I haven’t been to a shooting range in ages. I don’t tell Tim I’m going because I don’t want questions. Just practice.


Right now I’m squeezing shots off into thin paper targets about forty yards away. One two three. One two three. One two three. Boom boom boom. Recoil recoil recoil. Reload.


The target is shaped like a man’s head. I wish it was an entire body. I don’t intend to shoot at any heads at first. When I finally do, it won’t matter whether I hit or miss. I’ll have plenty of time to try again.


One two three. One two three. One two three. Boom boom boom. Recoil recoil recoil. Reload.


Once the target is decimated, I push a button on the wall next to me and it whizzes back up the zip line. I take it off and replace it. Grouping isn’t bad. Not as good as I used to be, when my dad would take me out every Sunday and teach me the finer arts of target practice. But still good enough. I put another target on the clip, push the button again, and watch as Silhouette Man flees my merciless guns.


One two three. One two three. One two three. Boom boom boom. Recoil recoil CLICK.


CLICK.


CLICK.


I look at the gun curiously. Had I lost count? How many had I fired? I check—there are no bullets left. Had I not loaded a full round?


“Doesn’t matter,” I say to Silhouette Man, out fluttering in the breeze like the shaking coward he is. I begin to reload. “Won’t matter for you in the end how many bullets I have left. Won’t matter for me either. It’s all going to end the same.”


I take aim for his head.


One two three. One two three. One two three. Boom boom boom. Recoil recoil recoil. Reload.


I want to take off my earmuffs. As if blasting my eardrums with all these decibels will keep Irrationality at bay. As if it will drown him out.


One two three. One two three. One two three. Boom boom boom. Recoil recoil CLICK.


How many bullets had I loaded?


It's after that I understand what's happening.


"Prozac is a very safe drug," my psychiatrist told me as she was writing out the prescription weeks ago. "But, like all drugs, it has side effects. Some of them are mild. You may have the sensation that you need to urinate when you don't need to. Might have some hot flashes or cold spells here and there. If you start to get dizzy, call me, and if you can't find me, go to the emergency room."


"Why the emergency room?"


:"Just because they will keep you stabilized until the spell passes. Really, it's just so you don't fall down and hit your head on the concrete.

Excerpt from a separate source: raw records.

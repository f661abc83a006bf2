//! 领域模型错误定义

use thiserror::Error;

/// 领域模型错误类型
#[derive(Error, Debug, Clone, PartialEq, Eq)]
pub enum DomainError {
    /// 消息内容为空
    #[error("消息内容不能为空")]
    EmptyContent,

    /// 消息内容超长
    #[error("消息内容超过 {max} 字符上限")]
    ContentTooLong { max: usize },

    /// 员工发送消息必须指定接收者
    #[error("员工发送消息必须指定接收者")]
    ReceiverRequired,

    /// 只有消息接收者才能标记已读
    #[error("只有消息接收者才能标记已读")]
    NotMessageReceiver,

    /// 消息已被删除
    #[error("消息已被删除")]
    MessageDeleted,

    /// 无效的房间地址
    #[error("无效的房间地址: {value}")]
    InvalidRoomAddress { value: String },
}

/// 领域模型结果类型
pub type DomainResult<T> = Result<T, DomainError>;

/// 仓储层错误，由基础设施实现产生、在应用层消化
#[derive(Error, Debug, Clone, PartialEq, Eq)]
pub enum RepositoryError {
    #[error("storage error: {message}")]
    Storage { message: String },

    #[error("record not found")]
    NotFound,
}

impl RepositoryError {
    pub fn storage(message: impl Into<String>) -> Self {
        Self::Storage {
            message: message.into(),
        }
    }
}
//! 投递路由规则
//!
//! 纯函数：根据发送者角色、显式接收者和当前在线员工快照，计算一条
//! 外发消息的投递目标房间集合。不做任何 I/O。

use crate::errors::{DomainError, DomainResult};
use crate::user::UserRole;
use crate::value_objects::{RoomAddress, UserId};

/// 计算投递目标。
///
/// - 员工指定了接收者：目标是该接收者的单一房间。
/// - 员工未指定接收者：错误，员工发起的消息必须有明确收件人。
/// - 家长：目标是当前所有在线员工的房间（可能为空集——消息仍然持久化，
///   只是没有实时投递）。家长侧传入的显式接收者不参与路由。
pub fn delivery_targets(
    sender_role: UserRole,
    explicit_receiver: Option<UserId>,
    connected_staff: &[UserId],
) -> DomainResult<Vec<RoomAddress>> {
    match sender_role {
        UserRole::Staff => match explicit_receiver {
            Some(receiver) => Ok(vec![RoomAddress::from_user(receiver)]),
            None => Err(DomainError::ReceiverRequired),
        },
        UserRole::Parent => Ok(connected_staff
            .iter()
            .copied()
            .map(RoomAddress::from_user)
            .collect()),
    }
}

"There are some other more serious side effects—most of them mental. If the dose is too high, it's possible you'll swing too far one way into a manic state, where there's nothing that bothers you. That isn't good, because it isn't natural to be like that, and some people do dangerous things—such as gambling and drugs—when they are in such states. Another is memory loss."


The goddamned drugs.


"Prozac has been known to lead to short term memory loss. What this means is that your brain will take in information to the short term memory—or your memory that lasts about ten seconds—and won't transfer things to long term, which lasts a lifetime. You won't notice at first. But then, traditionally, you'll be doing simple tasks—counting out cups of water for a recipe, for example—and then in the middle of it you'll forget what number you're on. This happens to everyone occasionally, but if it starts happening at any regular intervals, you need to let me know. We'll have to take you off of it, and because of the nature of the medicine, the effects will stay with you awhile."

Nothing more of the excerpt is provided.